Why Cassandra for FeedItem DB and Redis for the feed cache — why not one store?
Different access patterns, different trade-offs. FeedItem DB needs durable, petabyte-scale storage with multi-region replication and 3× replication for fault tolerance. Cassandra excels at this. The feed cache needs microsecond-latency, sorted-set semantics, in-memory speed — that's Redis territory. Forcing one store to do both means either Cassandra is too slow for the read path or Redis is too expensive (RAM-priced) for petabyte storage. Two stores, each optimized for its workload, beats one compromise store.
How would you handle a "trending" event — say, a viral post during the Super Bowl?
The cache + CDN absorb it. A viral post is pulled from FeedItem DB once per cache miss and then served from Redis to every subsequent reader.
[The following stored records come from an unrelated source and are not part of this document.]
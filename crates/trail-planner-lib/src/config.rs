//! Planning configuration shared by the graph builder and the optimizer

#[cfg(feature = "serde")]
use serde::{Deserialize, Serialize};
use std::time::Duration;

/// Approximate number of kilometers per degree of latitude/longitude.
///
/// Distances are computed in degree space and scaled by this constant. It is
/// not geodesically exact: east-west distances shrink with latitude, which only
/// affects tolerances and route-length accounting, never connectivity.
pub const KM_PER_DEGREE: f64 = 111.0;

/// Default snap tolerance (about 1e-4 degrees)
pub const DEFAULT_SNAP_TOLERANCE_KM: f64 = 0.0111;

/// Default maximum gap between two tracks for them to be connected
pub const DEFAULT_INTERSECTION_TOLERANCE_KM: f64 = 0.1;

/// Configuration for one planning run
///
/// All distances are in kilometers. Geometric comparisons convert them to
/// degrees once through [`Config::km_to_degrees`].
#[derive(Debug, Clone, PartialEq)]
#[cfg_attr(feature = "serde", derive(Serialize, Deserialize))]
#[cfg_attr(feature = "serde", serde(default))]
pub struct Config {
    /// Degrees-to-kilometers scale factor (default [`KM_PER_DEGREE`])
    pub km_per_degree: f64,
    /// Distance within which two points are treated as coincident when
    /// snapping, splitting and deduplicating nodes
    pub snap_tolerance_km: f64,
    /// Maximum gap between two tracks for them to share a connection node
    pub intersection_tolerance_km: f64,
    /// Fraction of first-half segments that must coincide with the second
    /// half for a track to be treated as an out-and-back recording
    pub double_back_ratio: f64,
    /// Run pairwise intersection detection on the rayon thread pool
    pub parallel_detection: bool,
    /// Wall-clock budget for one MILP solve (`None` = unlimited)
    pub solver_time_limit: Option<Duration>,
}

impl Default for Config {
    fn default() -> Self {
        Self {
            km_per_degree: KM_PER_DEGREE,
            snap_tolerance_km: DEFAULT_SNAP_TOLERANCE_KM,
            intersection_tolerance_km: DEFAULT_INTERSECTION_TOLERANCE_KM,
            double_back_ratio: 0.5,
            parallel_detection: true,
            solver_time_limit: None,
        }
    }
}

impl Config {
    /// Convert a length in kilometers to degrees
    #[inline]
    pub fn km_to_degrees(&self, km: f64) -> f64 {
        km / self.km_per_degree
    }

    /// Convert a length in degrees to kilometers
    #[inline]
    pub fn degrees_to_km(&self, degrees: f64) -> f64 {
        degrees * self.km_per_degree
    }

    /// Snap tolerance in degrees, the unit of all stored geometry
    #[inline]
    pub fn snap_tolerance_deg(&self) -> f64 {
        self.km_to_degrees(self.snap_tolerance_km)
    }

    /// Builder-style setter for the solver time limit
    pub fn with_time_limit(mut self, limit: Duration) -> Self {
        self.solver_time_limit = Some(limit);
        self
    }
}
Media (the photo or video) is in S3 and CDN-cached at edge POPs — even if 50M people view it in an hour, the origin sees thousands of fetches, not millions. The Ranking Service may also boost the post's score given its engagement spike. The one risk is the fan-out write storm for the original post — if the viral author has 5M followers, fan-out takes longer; we either accept a 30-second freshness lag or pre-classify them above the celebrity threshold and switch to pull mode.
The one-line summary the interviewer remembers: "It's a hybrid push/pull model — fan-out-on-write to followers' Redis-cached feeds for normal users, fan-out-on-load for celebrities, merged and ML-ranked at read time. The cache makes reads O(1); the celebrity threshold makes writes bounded; the ranker makes the feed feel personal."